- _What the exercise asks_
The expected output is each line in the data below that includes the string "dirs".

Stored data entries:
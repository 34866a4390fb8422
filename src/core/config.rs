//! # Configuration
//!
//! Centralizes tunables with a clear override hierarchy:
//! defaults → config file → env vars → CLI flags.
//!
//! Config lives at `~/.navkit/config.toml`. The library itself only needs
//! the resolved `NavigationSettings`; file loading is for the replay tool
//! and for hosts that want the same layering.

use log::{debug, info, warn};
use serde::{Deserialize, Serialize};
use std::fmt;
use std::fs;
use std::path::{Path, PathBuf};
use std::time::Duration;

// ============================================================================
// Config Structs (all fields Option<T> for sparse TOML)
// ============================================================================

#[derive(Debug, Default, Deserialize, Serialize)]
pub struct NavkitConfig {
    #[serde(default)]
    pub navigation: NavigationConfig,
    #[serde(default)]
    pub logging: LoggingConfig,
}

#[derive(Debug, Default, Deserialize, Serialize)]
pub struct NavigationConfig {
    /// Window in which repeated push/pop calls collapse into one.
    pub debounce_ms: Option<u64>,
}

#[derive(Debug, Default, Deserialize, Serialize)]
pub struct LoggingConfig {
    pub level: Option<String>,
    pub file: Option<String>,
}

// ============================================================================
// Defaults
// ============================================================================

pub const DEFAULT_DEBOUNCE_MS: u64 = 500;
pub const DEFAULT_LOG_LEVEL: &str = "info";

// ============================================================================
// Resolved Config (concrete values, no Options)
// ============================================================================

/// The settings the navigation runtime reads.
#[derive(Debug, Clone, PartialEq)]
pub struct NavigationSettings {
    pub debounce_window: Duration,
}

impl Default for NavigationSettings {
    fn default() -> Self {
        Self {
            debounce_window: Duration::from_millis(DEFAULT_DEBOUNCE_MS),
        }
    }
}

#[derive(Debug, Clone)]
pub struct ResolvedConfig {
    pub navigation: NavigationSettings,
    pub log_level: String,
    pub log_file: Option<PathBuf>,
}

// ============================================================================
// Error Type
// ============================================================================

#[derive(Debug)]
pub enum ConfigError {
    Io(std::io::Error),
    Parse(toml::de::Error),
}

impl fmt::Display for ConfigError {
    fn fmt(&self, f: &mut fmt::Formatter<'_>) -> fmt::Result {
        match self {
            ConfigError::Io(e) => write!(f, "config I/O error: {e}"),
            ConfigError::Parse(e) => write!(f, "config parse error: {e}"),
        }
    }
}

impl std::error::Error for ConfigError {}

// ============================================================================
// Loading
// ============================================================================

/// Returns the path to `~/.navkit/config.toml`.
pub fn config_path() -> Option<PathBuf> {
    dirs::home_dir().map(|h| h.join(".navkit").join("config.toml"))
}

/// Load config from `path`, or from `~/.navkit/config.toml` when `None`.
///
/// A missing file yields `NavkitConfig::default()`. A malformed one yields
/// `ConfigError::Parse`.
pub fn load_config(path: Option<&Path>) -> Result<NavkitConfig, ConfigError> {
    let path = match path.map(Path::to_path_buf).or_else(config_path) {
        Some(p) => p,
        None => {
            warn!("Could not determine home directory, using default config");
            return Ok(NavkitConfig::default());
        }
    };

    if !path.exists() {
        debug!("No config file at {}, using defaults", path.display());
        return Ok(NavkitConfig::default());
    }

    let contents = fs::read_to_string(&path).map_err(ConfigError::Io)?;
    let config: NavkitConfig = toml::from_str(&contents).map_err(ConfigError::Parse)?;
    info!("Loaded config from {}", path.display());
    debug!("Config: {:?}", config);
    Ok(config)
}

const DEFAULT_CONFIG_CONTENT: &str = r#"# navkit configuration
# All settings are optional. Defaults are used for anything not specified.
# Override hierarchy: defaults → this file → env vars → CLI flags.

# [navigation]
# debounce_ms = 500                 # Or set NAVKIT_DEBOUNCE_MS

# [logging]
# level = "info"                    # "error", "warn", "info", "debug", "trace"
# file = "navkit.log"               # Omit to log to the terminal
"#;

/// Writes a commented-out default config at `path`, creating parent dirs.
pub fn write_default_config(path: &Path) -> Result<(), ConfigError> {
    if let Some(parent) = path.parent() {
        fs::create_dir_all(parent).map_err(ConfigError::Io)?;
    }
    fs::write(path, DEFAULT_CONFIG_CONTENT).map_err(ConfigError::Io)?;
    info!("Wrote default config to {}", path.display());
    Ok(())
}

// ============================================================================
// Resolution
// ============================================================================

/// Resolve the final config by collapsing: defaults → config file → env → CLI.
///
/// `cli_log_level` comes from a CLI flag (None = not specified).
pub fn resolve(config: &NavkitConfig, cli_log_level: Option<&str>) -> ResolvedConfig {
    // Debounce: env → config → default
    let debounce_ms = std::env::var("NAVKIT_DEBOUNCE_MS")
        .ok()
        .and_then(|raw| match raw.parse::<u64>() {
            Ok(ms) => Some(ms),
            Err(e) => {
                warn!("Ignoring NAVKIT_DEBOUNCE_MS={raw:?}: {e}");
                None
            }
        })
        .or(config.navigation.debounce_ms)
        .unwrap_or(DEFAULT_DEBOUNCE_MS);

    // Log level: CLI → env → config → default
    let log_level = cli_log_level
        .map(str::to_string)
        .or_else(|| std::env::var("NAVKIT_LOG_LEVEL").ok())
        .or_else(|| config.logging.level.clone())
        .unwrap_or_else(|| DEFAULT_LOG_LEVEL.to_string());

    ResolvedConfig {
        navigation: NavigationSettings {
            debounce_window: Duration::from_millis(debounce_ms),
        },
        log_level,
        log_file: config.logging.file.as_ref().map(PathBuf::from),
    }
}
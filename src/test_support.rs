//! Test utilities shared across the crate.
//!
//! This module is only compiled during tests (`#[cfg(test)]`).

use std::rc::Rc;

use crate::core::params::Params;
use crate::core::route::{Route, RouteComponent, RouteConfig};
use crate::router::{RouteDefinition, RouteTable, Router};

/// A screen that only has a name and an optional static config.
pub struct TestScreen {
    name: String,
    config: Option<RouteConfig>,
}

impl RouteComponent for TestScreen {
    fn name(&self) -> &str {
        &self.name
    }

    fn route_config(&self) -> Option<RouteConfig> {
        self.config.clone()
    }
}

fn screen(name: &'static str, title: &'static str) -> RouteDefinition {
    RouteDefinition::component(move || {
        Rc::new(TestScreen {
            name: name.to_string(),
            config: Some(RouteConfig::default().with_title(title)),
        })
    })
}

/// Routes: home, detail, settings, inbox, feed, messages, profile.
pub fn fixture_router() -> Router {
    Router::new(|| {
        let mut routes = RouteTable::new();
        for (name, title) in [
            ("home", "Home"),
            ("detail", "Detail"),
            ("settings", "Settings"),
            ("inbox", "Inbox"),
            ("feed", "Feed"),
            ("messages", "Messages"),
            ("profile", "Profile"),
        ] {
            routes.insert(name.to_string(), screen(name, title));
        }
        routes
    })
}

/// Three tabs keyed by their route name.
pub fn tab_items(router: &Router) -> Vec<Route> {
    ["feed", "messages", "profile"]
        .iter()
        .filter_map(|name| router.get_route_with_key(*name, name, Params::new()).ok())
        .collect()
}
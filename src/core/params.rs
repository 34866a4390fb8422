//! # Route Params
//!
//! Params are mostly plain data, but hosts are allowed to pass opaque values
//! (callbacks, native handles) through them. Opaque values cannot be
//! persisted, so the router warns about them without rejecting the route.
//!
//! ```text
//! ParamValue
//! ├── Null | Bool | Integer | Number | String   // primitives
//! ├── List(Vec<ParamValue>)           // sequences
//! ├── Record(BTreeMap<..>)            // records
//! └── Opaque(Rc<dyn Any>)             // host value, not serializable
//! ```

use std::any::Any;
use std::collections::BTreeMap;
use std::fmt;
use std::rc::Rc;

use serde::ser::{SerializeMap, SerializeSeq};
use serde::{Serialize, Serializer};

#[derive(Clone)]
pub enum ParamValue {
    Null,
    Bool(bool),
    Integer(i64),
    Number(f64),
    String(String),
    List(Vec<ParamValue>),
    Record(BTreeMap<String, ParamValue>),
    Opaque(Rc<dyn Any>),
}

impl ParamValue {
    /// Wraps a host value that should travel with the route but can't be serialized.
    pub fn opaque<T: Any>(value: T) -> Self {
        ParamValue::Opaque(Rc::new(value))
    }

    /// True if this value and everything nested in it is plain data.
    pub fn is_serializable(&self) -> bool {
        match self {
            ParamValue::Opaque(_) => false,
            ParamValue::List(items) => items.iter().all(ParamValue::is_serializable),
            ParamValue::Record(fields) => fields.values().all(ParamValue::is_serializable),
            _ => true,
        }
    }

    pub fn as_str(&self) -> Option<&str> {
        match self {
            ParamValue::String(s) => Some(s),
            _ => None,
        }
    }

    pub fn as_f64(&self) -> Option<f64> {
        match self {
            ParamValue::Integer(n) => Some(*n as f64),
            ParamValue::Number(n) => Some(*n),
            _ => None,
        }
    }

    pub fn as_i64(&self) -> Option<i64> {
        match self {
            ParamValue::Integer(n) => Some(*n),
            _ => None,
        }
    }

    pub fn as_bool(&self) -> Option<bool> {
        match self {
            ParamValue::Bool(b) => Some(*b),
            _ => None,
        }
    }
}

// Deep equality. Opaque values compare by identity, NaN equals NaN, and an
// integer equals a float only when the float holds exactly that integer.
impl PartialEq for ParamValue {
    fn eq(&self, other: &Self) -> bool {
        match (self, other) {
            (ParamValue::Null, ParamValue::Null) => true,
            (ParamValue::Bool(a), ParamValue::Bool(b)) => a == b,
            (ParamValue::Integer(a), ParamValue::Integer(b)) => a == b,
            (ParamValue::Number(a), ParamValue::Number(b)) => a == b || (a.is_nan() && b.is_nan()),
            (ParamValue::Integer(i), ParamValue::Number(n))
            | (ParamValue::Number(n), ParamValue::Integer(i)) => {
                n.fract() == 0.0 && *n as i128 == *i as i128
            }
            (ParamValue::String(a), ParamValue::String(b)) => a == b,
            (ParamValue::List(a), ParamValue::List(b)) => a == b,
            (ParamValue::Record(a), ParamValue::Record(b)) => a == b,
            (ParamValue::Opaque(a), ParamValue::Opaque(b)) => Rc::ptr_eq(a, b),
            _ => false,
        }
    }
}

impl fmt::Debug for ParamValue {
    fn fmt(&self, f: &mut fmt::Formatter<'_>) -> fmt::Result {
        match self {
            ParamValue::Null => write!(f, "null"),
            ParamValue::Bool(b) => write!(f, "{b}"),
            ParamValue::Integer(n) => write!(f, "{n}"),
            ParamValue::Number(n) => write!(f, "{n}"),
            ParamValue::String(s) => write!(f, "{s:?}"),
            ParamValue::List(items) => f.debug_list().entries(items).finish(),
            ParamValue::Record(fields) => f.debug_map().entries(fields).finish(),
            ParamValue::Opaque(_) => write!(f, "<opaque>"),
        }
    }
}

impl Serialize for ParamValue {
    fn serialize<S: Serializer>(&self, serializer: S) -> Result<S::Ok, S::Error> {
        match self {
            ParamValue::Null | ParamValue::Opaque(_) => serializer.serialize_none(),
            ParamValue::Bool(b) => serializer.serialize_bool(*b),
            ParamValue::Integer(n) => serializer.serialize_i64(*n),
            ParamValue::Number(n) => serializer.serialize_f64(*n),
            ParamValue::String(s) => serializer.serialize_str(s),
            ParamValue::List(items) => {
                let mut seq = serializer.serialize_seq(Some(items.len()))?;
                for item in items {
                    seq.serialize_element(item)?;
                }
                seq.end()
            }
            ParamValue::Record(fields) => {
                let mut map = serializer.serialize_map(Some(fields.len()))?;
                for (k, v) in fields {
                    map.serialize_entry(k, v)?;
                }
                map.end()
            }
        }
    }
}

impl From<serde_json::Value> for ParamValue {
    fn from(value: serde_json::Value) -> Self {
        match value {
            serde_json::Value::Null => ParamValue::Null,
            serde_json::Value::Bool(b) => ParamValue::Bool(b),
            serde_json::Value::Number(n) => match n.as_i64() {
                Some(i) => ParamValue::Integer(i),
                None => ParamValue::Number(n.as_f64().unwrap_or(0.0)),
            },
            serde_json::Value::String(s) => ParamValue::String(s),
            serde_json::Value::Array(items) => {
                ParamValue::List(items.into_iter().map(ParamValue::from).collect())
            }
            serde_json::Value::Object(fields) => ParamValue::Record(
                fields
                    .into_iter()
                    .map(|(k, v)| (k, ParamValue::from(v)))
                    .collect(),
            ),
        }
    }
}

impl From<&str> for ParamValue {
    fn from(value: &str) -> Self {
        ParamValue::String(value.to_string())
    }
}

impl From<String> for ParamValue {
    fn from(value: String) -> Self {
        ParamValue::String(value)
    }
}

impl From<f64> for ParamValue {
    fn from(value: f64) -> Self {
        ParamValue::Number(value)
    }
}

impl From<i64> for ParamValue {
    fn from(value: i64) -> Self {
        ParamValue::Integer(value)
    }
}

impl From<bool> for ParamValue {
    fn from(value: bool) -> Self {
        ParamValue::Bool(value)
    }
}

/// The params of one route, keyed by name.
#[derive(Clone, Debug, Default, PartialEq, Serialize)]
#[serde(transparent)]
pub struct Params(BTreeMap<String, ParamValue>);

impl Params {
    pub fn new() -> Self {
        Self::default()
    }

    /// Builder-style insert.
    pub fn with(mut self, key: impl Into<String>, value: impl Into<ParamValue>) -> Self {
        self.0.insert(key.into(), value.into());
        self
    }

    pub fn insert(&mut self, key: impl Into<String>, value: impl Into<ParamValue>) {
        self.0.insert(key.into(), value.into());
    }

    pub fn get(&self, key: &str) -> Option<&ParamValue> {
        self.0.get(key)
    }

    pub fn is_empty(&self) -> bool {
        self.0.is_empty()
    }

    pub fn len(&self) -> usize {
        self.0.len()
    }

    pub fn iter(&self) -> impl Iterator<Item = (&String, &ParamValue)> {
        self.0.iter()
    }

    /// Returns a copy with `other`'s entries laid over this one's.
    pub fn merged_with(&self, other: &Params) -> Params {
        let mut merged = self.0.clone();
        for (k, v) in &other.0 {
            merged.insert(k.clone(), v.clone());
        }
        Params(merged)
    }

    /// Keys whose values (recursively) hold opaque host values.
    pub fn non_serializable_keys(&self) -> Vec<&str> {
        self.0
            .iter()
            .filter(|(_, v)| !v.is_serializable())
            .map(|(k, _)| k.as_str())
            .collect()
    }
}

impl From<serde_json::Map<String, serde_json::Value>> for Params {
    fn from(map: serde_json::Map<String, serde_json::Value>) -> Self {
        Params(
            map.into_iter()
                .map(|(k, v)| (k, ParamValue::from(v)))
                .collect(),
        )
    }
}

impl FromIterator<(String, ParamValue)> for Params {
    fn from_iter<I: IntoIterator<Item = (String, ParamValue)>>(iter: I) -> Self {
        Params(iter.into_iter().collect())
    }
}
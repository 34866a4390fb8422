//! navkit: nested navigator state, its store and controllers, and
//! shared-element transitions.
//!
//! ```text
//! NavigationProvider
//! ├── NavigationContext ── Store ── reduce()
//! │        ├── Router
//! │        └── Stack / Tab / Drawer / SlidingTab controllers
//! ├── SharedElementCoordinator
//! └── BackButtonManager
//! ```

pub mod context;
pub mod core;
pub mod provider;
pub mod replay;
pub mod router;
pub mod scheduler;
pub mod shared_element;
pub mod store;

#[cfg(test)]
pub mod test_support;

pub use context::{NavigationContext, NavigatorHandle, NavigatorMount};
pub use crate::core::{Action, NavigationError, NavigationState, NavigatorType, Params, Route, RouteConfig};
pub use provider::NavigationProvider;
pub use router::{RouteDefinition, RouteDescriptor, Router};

- _Answer for this exercise_
    dirs::home_dir().map(|h| h.join(".navkit").join("config.toml"))
/// Writes a commented-out default config at `path`, creating parent dirs.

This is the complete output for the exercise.